Hophead: Baffled By British Beer
May a grand Constellation be formed by a union of American virtues. --Revolution-era toast, per Richard J. Hooker's "The American Revolution Seen Through A Wine Glass" (though we like to think that beer mugs were hoisted to these words as well).
Two British ales recently proved to be real head-scratchers for Ye Olde Hophead. That's not to say they weren't enjoyable--quite the contrary on both accounts. But each offered a surprise of some sort.
The first was Samuel Smith's India Ale, from Yorkshire's oldest brewery. Printed on the label of the 18.7-oz bottle is the familiar legend about IPAs' development as an ale heavily hopped to preserve it for shipment to India, a story upon which this installment of Hophead touched.
One might expect an ale with such a hop-centric origin story to back it up with a pretty intense blast of hops. One might be wrong.

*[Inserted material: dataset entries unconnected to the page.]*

pub mod broadcast;
pub mod config;
pub mod db;
pub mod error;
pub mod extract;
pub mod hasher;
pub mod jobs;
pub mod logging;
pub mod orchestrator;
pub mod sanitize;
pub mod service;
pub mod storage;
pub mod worker;

pub use broadcast::{JobEvent, JobEventBroadcaster};
pub use config::{load_config, IngestConfig};
pub use db::Database;
pub use error::{
    ConfigError, ExtractError, ItemError, LedgerError, LoadfileError, Result, StorageError,
    UploadError, WorkerError,
};
pub use extract::{Extractor, ItemSink, ItemValidator, XmlValidator};
pub use hasher::Fingerprint;
pub use jobs::{ErrorCode, Job, JobError, JobLedger, JobQuery, JobStatus};
pub use logging::init_logging;
pub use orchestrator::{Orchestrator, RunOutcome};
pub use service::{IngestService, JobStatusReport, StatusLookup, UploadReceipt, UploadRequest};
pub use storage::{BlobKind, BlobStore};
pub use worker::WorkerPool;
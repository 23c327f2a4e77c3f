use chrono::Utc;

use crate::broadcast::{JobEvent, JobEventBroadcaster};
use crate::jobs::{ItemCounters, ItemOutcome, Job};

/// Events emitted by the orchestrator while it drives a job.
/// Item content is never included.
pub enum ProgressEvent<'a> {
    /// The job reached a new status; carries the job as stored.
    Status(&'a Job),
    Item {
        job_id: &'a str,
        item_name: &'a str,
        outcome: &'a ItemOutcome,
        counters: ItemCounters,
    },
}

pub trait ProgressReporter: Send + Sync {
    fn report(&self, event: ProgressEvent<'_>);
}

/// No-op reporter.
pub struct NoopProgress;

impl ProgressReporter for NoopProgress {
    fn report(&self, _event: ProgressEvent<'_>) {}
}

/// Bridges orchestrator events onto a [`JobEventBroadcaster`].
pub struct BroadcastProgress {
    broadcaster: JobEventBroadcaster,
}

impl BroadcastProgress {
    pub fn new(broadcaster: JobEventBroadcaster) -> Self {
        Self { broadcaster }
    }
}

impl ProgressReporter for BroadcastProgress {
    fn report(&self, event: ProgressEvent<'_>) {
        let event = match event {
            ProgressEvent::Status(job) => JobEvent::StatusChanged {
                job_id: job.id.clone(),
                filename: job.filename.clone(),
                status: job.status,
                counters: job.counters,
                error: job.error.clone(),
                timestamp: Utc::now(),
            },
            ProgressEvent::Item {
                job_id,
                item_name,
                outcome,
                counters,
            } => JobEvent::ItemRecorded {
                job_id: job_id.to_string(),
                item_name: item_name.to_string(),
                succeeded: outcome.is_success(),
                code: match outcome {
                    ItemOutcome::Succeeded => None,
                    ItemOutcome::Failed(e) => Some(e.code),
                },
                counters,
                timestamp: Utc::now(),
            },
        };
        self.broadcaster.send(event);
    }
}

The India Ale poured a clear, brassy orange-brown with a creamy tan head that settled pretty quickly to a few big soapy-looking bubbles. Very subtle citrus points were hardly present in the malty nose. More pronounced was a brown-sugar and caramel sweetness. The taste was decidedly malty with the hops providing a bracing bitterness and just the faintest citrus overtone. It was a nice, refreshing beer, but without nearly the wallop of most American pale ales--let alone IPAs.
The other British beer was simply deceptive in its appearance. From every angle, the beer inside the bottles of Morland's "Old Speckled Hen" (their quote marks, not ours) appeared pinkish, almost precisely the color of white zinfandel. That must've been an optical illusion created by the reddish label. Poured into a glass, it proved to be a not-too-unusual copper-amber color, with a less pronounced and less sticky head than the Samuel Smith India Ale.

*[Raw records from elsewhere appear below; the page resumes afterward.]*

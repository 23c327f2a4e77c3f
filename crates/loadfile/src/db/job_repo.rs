//! Raw row operations for the `jobs` table.
//!
//! Status values are plain strings here; the typed state machine lives in
//! [`crate::jobs::ledger`].

use rusqlite::{params, Connection, OptionalExtension, Row};

use super::DatabaseError;

/// A raw job row from the database.
#[derive(Debug, Clone, PartialEq)]
pub struct JobRow {
    pub id: String,
    pub tenant_id: String,
    pub digest: String,
    pub filename: String,
    pub media_type: Option<String>,
    pub size_bytes: i64,
    pub status: String,
    pub items_total: i64,
    pub items_succeeded: i64,
    pub items_failed: i64,
    pub error: Option<String>,
    pub created_at: String,
    pub updated_at: String,
    pub completed_at: Option<String>,
}

impl JobRow {
    fn from_row(row: &Row<'_>) -> Result<Self, rusqlite::Error> {
        Ok(Self {
            id: row.get("id")?,
            tenant_id: row.get("tenant_id")?,
            digest: row.get("digest")?,
            filename: row.get("filename")?,
            media_type: row.get("media_type")?,
            size_bytes: row.get("size_bytes")?,
            status: row.get("status")?,
            items_total: row.get("items_total")?,
            items_succeeded: row.get("items_succeeded")?,
            items_failed: row.get("items_failed")?,
            error: row.get("error")?,
            created_at: row.get("created_at")?,
            updated_at: row.get("updated_at")?,
            completed_at: row.get("completed_at")?,
        })
    }
}

/// Result of an insert guarded by the `(tenant_id, digest)` constraint.
#[derive(Debug, Clone, Copy, PartialEq, Eq)]
pub enum InsertOutcome {
    Inserted,
    /// Another row already holds this `(tenant_id, digest)` pair.
    Duplicate,
}

/// Query filter parameters for job listing.
#[derive(Debug, Default, Clone)]
pub struct JobFilter {
    pub tenant_id: Option<String>,
    pub status: Option<String>,
    pub limit: Option<u64>,
    pub offset: Option<u64>,
}

/// Inserts a new job row unless the tenant already has a job for this digest.
pub fn insert(conn: &Connection, job: &JobRow) -> Result<InsertOutcome, DatabaseError> {
    let inserted = conn.execute(
        "INSERT INTO jobs (id, tenant_id, digest, filename, media_type, size_bytes, status,
         items_total, items_succeeded, items_failed, error, created_at, updated_at, completed_at)
         VALUES (?1, ?2, ?3, ?4, ?5, ?6, ?7, ?8, ?9, ?10, ?11, ?12, ?13, ?14)
         ON CONFLICT(tenant_id, digest) DO NOTHING",
        params![
            job.id,
            job.tenant_id,
            job.digest,
            job.filename,
            job.media_type,
            job.size_bytes,
            job.status,
            job.items_total,
            job.items_succeeded,
            job.items_failed,
            job.error,
            job.created_at,
            job.updated_at,
            job.completed_at,
        ],
    )?;

    Ok(if inserted == 1 {
        InsertOutcome::Inserted
    } else {
        InsertOutcome::Duplicate
    })
}

/// Finds a job by its ID.
pub fn find_by_id(conn: &Connection, id: &str) -> Result<Option<JobRow>, DatabaseError> {
    let row = conn
        .query_row(
            "SELECT * FROM jobs WHERE id = ?1",
            params![id],
            JobRow::from_row,
        )
        .optional()?;
    Ok(row)
}

/// Finds the job holding the given `(tenant_id, digest)` pair.
pub fn find_by_tenant_digest(
    conn: &Connection,
    tenant_id: &str,
    digest: &str,
) -> Result<Option<JobRow>, DatabaseError> {
    let row = conn
        .query_row(
            "SELECT * FROM jobs WHERE tenant_id = ?1 AND digest = ?2",
            params![tenant_id, digest],
            JobRow::from_row,
        )
        .optional()?;
    Ok(row)
}

/// Moves a job from `from` to `to` only if it is currently in `from`.
///
/// Returns `false` when the row is missing or in another status; the caller
/// decides which. `completed_at` is written only when given.
pub fn update_status_if(
    conn: &Connection,
    id: &str,
    from: &str,
    to: &str,
    updated_at: &str,
    completed_at: Option<&str>,
    error: Option<&str>,
) -> Result<bool, DatabaseError> {
    let changed = conn.execute(
        "UPDATE jobs SET status = ?3, updated_at = ?4,
         completed_at = COALESCE(?5, completed_at), error = COALESCE(?6, error)
         WHERE id = ?1 AND status = ?2",
        params![id, from, to, updated_at, completed_at, error],
    )?;
    Ok(changed == 1)
}

/// Overwrites the item counters of a job in the given status.
pub fn set_counters_if(
    conn: &Connection,
    id: &str,
    status: &str,
    total: i64,
    succeeded: i64,
    failed: i64,
    updated_at: &str,
) -> Result<bool, DatabaseError> {
    let changed = conn.execute(
        "UPDATE jobs SET items_total = ?3, items_succeeded = ?4, items_failed = ?5,
         updated_at = ?6
         WHERE id = ?1 AND status = ?2",
        params![id, status, total, succeeded, failed, updated_at],
    )?;
    Ok(changed == 1)
}

/// Adds to the item counters of a job in the given status.
pub fn increment_counters_if(
    conn: &Connection,
    id: &str,
    status: &str,
    succeeded: i64,
    failed: i64,
    updated_at: &str,
) -> Result<bool, DatabaseError> {
    let changed = conn.execute(
        "UPDATE jobs SET items_total = items_total + ?3 + ?4,
         items_succeeded = items_succeeded + ?3, items_failed = items_failed + ?4,
         updated_at = ?5
         WHERE id = ?1 AND status = ?2",
        params![id, status, succeeded, failed, updated_at],
    )?;
    Ok(changed == 1)
}

/// Queries jobs with filters, returning (rows, total_count).
pub fn query(conn: &Connection, filter: &JobFilter) -> Result<(Vec<JobRow>, u64), DatabaseError> {
    let mut conditions = Vec::new();
    let mut param_values: Vec<Box<dyn rusqlite::types::ToSql>> = Vec::new();

    if let Some(ref tenant_id) = filter.tenant_id {
        conditions.push(format!("tenant_id = ?{}", param_values.len() + 1));
        param_values.push(Box::new(tenant_id.clone()));
    }
    if let Some(ref status) = filter.status {
        conditions.push(format!("status = ?{}", param_values.len() + 1));
        param_values.push(Box::new(status.clone()));
    }

    let where_clause = if conditions.is_empty() {
        String::new()
    } else {
        format!("WHERE {}", conditions.join(" AND "))
    };

    let count_sql = format!("SELECT COUNT(*) FROM jobs {}", where_clause);
    let params_ref: Vec<&dyn rusqlite::types::ToSql> =
        param_values.iter().map(|p| p.as_ref()).collect();
    let total: u64 = conn.query_row(&count_sql, params_ref.as_slice(), |r| r.get(0))?;

    let limit = filter.limit.unwrap_or(100) as i64;
    let offset = filter.offset.unwrap_or(0) as i64;
    param_values.push(Box::new(limit));
    param_values.push(Box::new(offset));
    let query_sql = format!(
        "SELECT * FROM jobs {} ORDER BY created_at DESC, id LIMIT ?{} OFFSET ?{}",
        where_clause,
        param_values.len() - 1,
        param_values.len()
    );

    let params_ref: Vec<&dyn rusqlite::types::ToSql> =
        param_values.iter().map(|p| p.as_ref()).collect();
    let mut stmt = conn.prepare(&query_sql)?;
    let rows: Vec<JobRow> = stmt
        .query_map(params_ref.as_slice(), JobRow::from_row)?
        .collect::<Result<Vec<_>, _>>()?;

    Ok((rows, total))
}

/// Lists all job IDs in the given status, oldest first.
pub fn ids_by_status(conn: &Connection, status: &str) -> Result<Vec<String>, DatabaseError> {
    let mut stmt =
        conn.prepare("SELECT id FROM jobs WHERE status = ?1 ORDER BY created_at ASC, id")?;
    let ids = stmt
        .query_map(params![status], |r| r.get::<_, String>(0))?
        .collect::<Result<Vec<_>, _>>()?;
    Ok(ids)
}

/// Counts jobs with the given status.
pub fn count_by_status(conn: &Connection, status: &str) -> Result<u64, DatabaseError> {
    let count: u64 = conn.query_row(
        "SELECT COUNT(*) FROM jobs WHERE status = ?1",
        params![status],
        |r| r.get(0),
    )?;
    Ok(count)
}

As for the taste, it was a well-balanced pale ale with some resinous piney, earthy notes preceding a clean, bitter finish. Overall, it was a satisfying if not earth-shattering brew.
Perhaps an American palate accustomed to more-is-more domestic double IPAs with a hop punch strong enough to TKO Lennox Lewis simply isn't capable of picking up on the subtleties of two ales so British in character. Perhaps American craft brewers have pushed the envelope too far with intense flavors, in much the same way that makers of snack foods have steadily hiked the levels of salt, sugar and spices to such extreme levels that anything less exciting than Flamin' Hot tastes bland.
Or maybe Brits are just wimps. Then again, watching their behavior at football matches, that can't be the case.